What this task involves
Look through the data below for the string "EventLog", and copy every line where it turns up.

Dataset records

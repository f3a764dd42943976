//! Execution graph scheduler.
//!
//! Runs actions concurrently, each one only after every action producing
//! one of its inputs has finished. The dispatcher seeds the ready queue with
//! actions that have no dependencies; whenever an action finishes, the
//! unfinished-dependency count of each dependent is decremented and those
//! reaching zero are queued. At most `jobs` actions run at once.

use std::collections::{HashMap, HashSet, VecDeque};
use std::sync::atomic::{AtomicUsize, Ordering};
use std::sync::Arc;
use std::time::Duration;

use anyhow::{anyhow, Context as _, Result};
use indicatif::{ProgressBar, ProgressDrawTarget, ProgressStyle};
use tokio::task::{JoinHandle, JoinSet};

use crate::build::action::{Action, ActionId};
use crate::build::events::{BuildEvent, EventLog};
use crate::build::execution::ExecutionGraph;
use crate::util::fs::remove_path;

/// What to do when an action fails.
#[derive(Debug, Clone, Copy, Default, PartialEq, Eq)]
pub enum FailurePolicy {
    /// Skip everything depending on the failed action and keep running
    /// independent branches.
    #[default]
    Continue,
    /// Abort running actions and start nothing new.
    FailFast,
}

#[derive(Debug, Clone)]
pub struct ScheduleOptions {
    pub jobs: usize,
    pub policy: FailurePolicy,
    pub progress: Option<BuildProgress>,
}

impl Default for ScheduleOptions {
    fn default() -> Self {
        ScheduleOptions {
            jobs: default_jobs(),
            policy: FailurePolicy::default(),
            progress: None,
        }
    }
}

/// Number of available CPUs.
pub fn default_jobs() -> usize {
    std::thread::available_parallelism()
        .map(|n| n.get())
        .unwrap_or(1)
}

#[derive(Debug, Clone)]
pub struct ActionFailure {
    pub id: ActionId,
    pub mnemonic: String,
    pub message: String,
}

#[derive(Debug, Default)]
pub struct ScheduleReport {
    /// Finished actions, in completion order.
    pub completed: Vec<ActionId>,
    pub failed: Vec<ActionFailure>,
    /// Actions that never ran or were aborted, ascending.
    pub skipped: Vec<ActionId>,
}

impl ScheduleReport {
    pub fn is_success(&self) -> bool {
        self.failed.is_empty() && self.skipped.is_empty()
    }
}

/// Aborts the wrapped task when dropped.
struct AbortOnDrop(JoinHandle<Result<()>>);

impl Drop for AbortOnDrop {
    fn drop(&mut self) {
        self.0.abort();
    }
}

/// Run every action of `graph`.
pub async fn schedule(graph: &ExecutionGraph, options: &ScheduleOptions, events: &EventLog) -> ScheduleReport {
    let jobs = options.jobs.max(1);
    let mut report = ScheduleReport::default();

    let mut remaining: HashMap<ActionId, usize> = graph
        .ids()
        .into_iter()
        .map(|id| (id, graph.dependencies(id).len()))
        .collect();
    let mut ready: VecDeque<ActionId> = graph
        .ids()
        .into_iter()
        .filter(|id| remaining.get(id) == Some(&0))
        .collect();

    let mut skipped: HashSet<ActionId> = HashSet::new();
    let mut running: HashSet<ActionId> = HashSet::new();
    let mut tasks: JoinSet<(ActionId, Result<()>)> = JoinSet::new();
    let mut aborting = false;

    loop {
        while !aborting && running.len() < jobs {
            let Some(id) = ready.pop_front() else {
                break;
            };
            let Some(action) = graph.action(id).cloned() else {
                continue;
            };
            events.push(BuildEvent::ActionStarted {
                id: id.0,
                mnemonic: action.mnemonic.clone(),
            });
            if let Some(ref progress) = options.progress {
                progress.started(&action.mnemonic);
            }
            tracing::debug!("starting action {} `{}`", id, action.mnemonic);
            running.insert(id);
            tasks.spawn(async move { (id, run_action(action).await) });
        }

        let Some(joined) = tasks.join_next().await else {
            break;
        };
        let (id, result) = match joined {
            Ok(done) => done,
            // Only aborted tasks end up here; they are accounted for below.
            Err(_) => continue,
        };
        running.remove(&id);
        let Some(action) = graph.action(id) else {
            continue;
        };

        match result {
            Ok(()) => {
                tracing::info!("{}", action.mnemonic);
                events.push(BuildEvent::ActionFinished {
                    id: id.0,
                    mnemonic: action.mnemonic.clone(),
                    outputs: action.output_paths(),
                });
                if let Some(ref progress) = options.progress {
                    progress.finished();
                }
                report.completed.push(id);

                for dependent in graph.dependents(id) {
                    if skipped.contains(&dependent) {
                        continue;
                    }
                    if let Some(count) = remaining.get_mut(&dependent) {
                        *count -= 1;
                        if *count == 0 {
                            ready.push_back(dependent);
                        }
                    }
                }
            }
            Err(err) => {
                let message = format!("{:#}", err);
                tracing::error!("{} failed: {}", action.mnemonic, message);
                events.push(BuildEvent::ActionFailed {
                    id: id.0,
                    mnemonic: action.mnemonic.clone(),
                    message: message.clone(),
                });
                if let Some(ref progress) = options.progress {
                    progress.failed();
                }
                remove_outputs(action);
                report.failed.push(ActionFailure {
                    id,
                    mnemonic: action.mnemonic.clone(),
                    message,
                });

                match options.policy {
                    FailurePolicy::Continue => {
                        for dependent in transitive_dependents(graph, id) {
                            skipped.insert(dependent);
                        }
                    }
                    FailurePolicy::FailFast => {
                        aborting = true;
                        tasks.abort_all();
                    }
                }
            }
        }
    }

    // Aborted actions may have written part of their outputs.
    for id in running {
        if let Some(action) = graph.action(id) {
            tracing::info!("aborted {}", action.mnemonic);
            remove_outputs(action);
        }
    }

    let done: HashSet<ActionId> = report
        .completed
        .iter()
        .copied()
        .chain(report.failed.iter().map(|f| f.id))
        .collect();
    report.skipped = graph.ids().into_iter().filter(|id| !done.contains(id)).collect();

    for &id in &report.skipped {
        if let Some(action) = graph.action(id) {
            events.push(BuildEvent::ActionSkipped {
                id: id.0,
                mnemonic: action.mnemonic.clone(),
            });
        }
    }
    if let Some(ref progress) = options.progress {
        progress.finish();
    }

    report
}

/// Create output directories, then run the action body on its own task so a
/// panic surfaces as an error.
async fn run_action(action: Arc<Action>) -> Result<()> {
    for output in &action.outputs {
        let dir = if output.is_directory() {
            output.absolute_path()
        } else {
            output.absolute_directory()
        };
        tokio::fs::create_dir_all(&dir)
            .await
            .with_context(|| format!("failed to create directory: {}", dir.display()))?;
    }

    let mut guard = AbortOnDrop(tokio::spawn(action.execute()));
    match (&mut guard.0).await {
        Ok(result) => result,
        Err(err) if err.is_panic() => Err(anyhow!("`{}` panicked", action.mnemonic)),
        Err(err) => Err(anyhow!("`{}` was cancelled: {}", action.mnemonic, err)),
    }
}

fn remove_outputs(action: &Action) {
    for path in action.output_paths() {
        if let Err(err) = remove_path(&path) {
            tracing::warn!("{:#}", err);
        }
    }
}

fn transitive_dependents(graph: &ExecutionGraph, id: ActionId) -> Vec<ActionId> {
    let mut seen: HashSet<ActionId> = HashSet::new();
    let mut queue: VecDeque<ActionId> = VecDeque::from([id]);
    while let Some(current) = queue.pop_front() {
        for dependent in graph.dependents(current) {
            if seen.insert(dependent) {
                queue.push_back(dependent);
            }
        }
    }
    seen.into_iter().collect()
}

/// Progress bar for action execution.
#[derive(Clone)]
pub struct BuildProgress {
    bar: ProgressBar,
    finished: Arc<AtomicUsize>,
    failed: Arc<AtomicUsize>,
    total: usize,
}

impl std::fmt::Debug for BuildProgress {
    fn fmt(&self, f: &mut std::fmt::Formatter<'_>) -> std::fmt::Result {
        f.debug_struct("BuildProgress")
            .field("finished", &self.finished_count())
            .field("failed", &self.failed_count())
            .field("total", &self.total)
            .finish()
    }
}

impl BuildProgress {
    /// A progress bar over `total` actions, drawn to stderr when `visible`.
    pub fn new(total: usize, visible: bool) -> Self {
        let bar = if visible {
            ProgressBar::new(total as u64)
        } else {
            ProgressBar::hidden()
        };
        if let Ok(style) =
            ProgressStyle::default_bar().template("{spinner:.green} [{bar:40.cyan/blue}] {pos}/{len} {msg}")
        {
            bar.set_style(style.progress_chars("#>-"));
        }
        if visible {
            bar.set_draw_target(ProgressDrawTarget::stderr());
            bar.enable_steady_tick(Duration::from_millis(120));
        }

        BuildProgress {
            bar,
            finished: Arc::new(AtomicUsize::new(0)),
            failed: Arc::new(AtomicUsize::new(0)),
            total,
        }
    }

    pub fn started(&self, mnemonic: &str) {
        self.bar.set_message(mnemonic.to_string());
    }

    pub fn finished(&self) {
        self.finished.fetch_add(1, Ordering::SeqCst);
        self.bar.inc(1);
    }

    pub fn failed(&self) {
        self.failed.fetch_add(1, Ordering::SeqCst);
        self.bar.inc(1);
    }

    pub fn finished_count(&self) -> usize {
        self.finished.load(Ordering::SeqCst)
    }

    pub fn failed_count(&self) -> usize {
        self.failed.load(Ordering::SeqCst)
    }

    pub fn total(&self) -> usize {
        self.total
    }

    /// Fraction of actions done, failed ones included.
    pub fn progress(&self) -> f64 {
        if self.total == 0 {
            1.0
        } else {
            (self.finished_count() + self.failed_count()) as f64 / self.total as f64
        }
    }

    pub fn finish(&self) {
        self.bar.finish_and_clear();
    }
}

Exercise output
use crate::build::events::{BuildEvent, EventLog};
pub async fn schedule(graph: &ExecutionGraph, options: &ScheduleOptions, events: &EventLog) -> ScheduleReport {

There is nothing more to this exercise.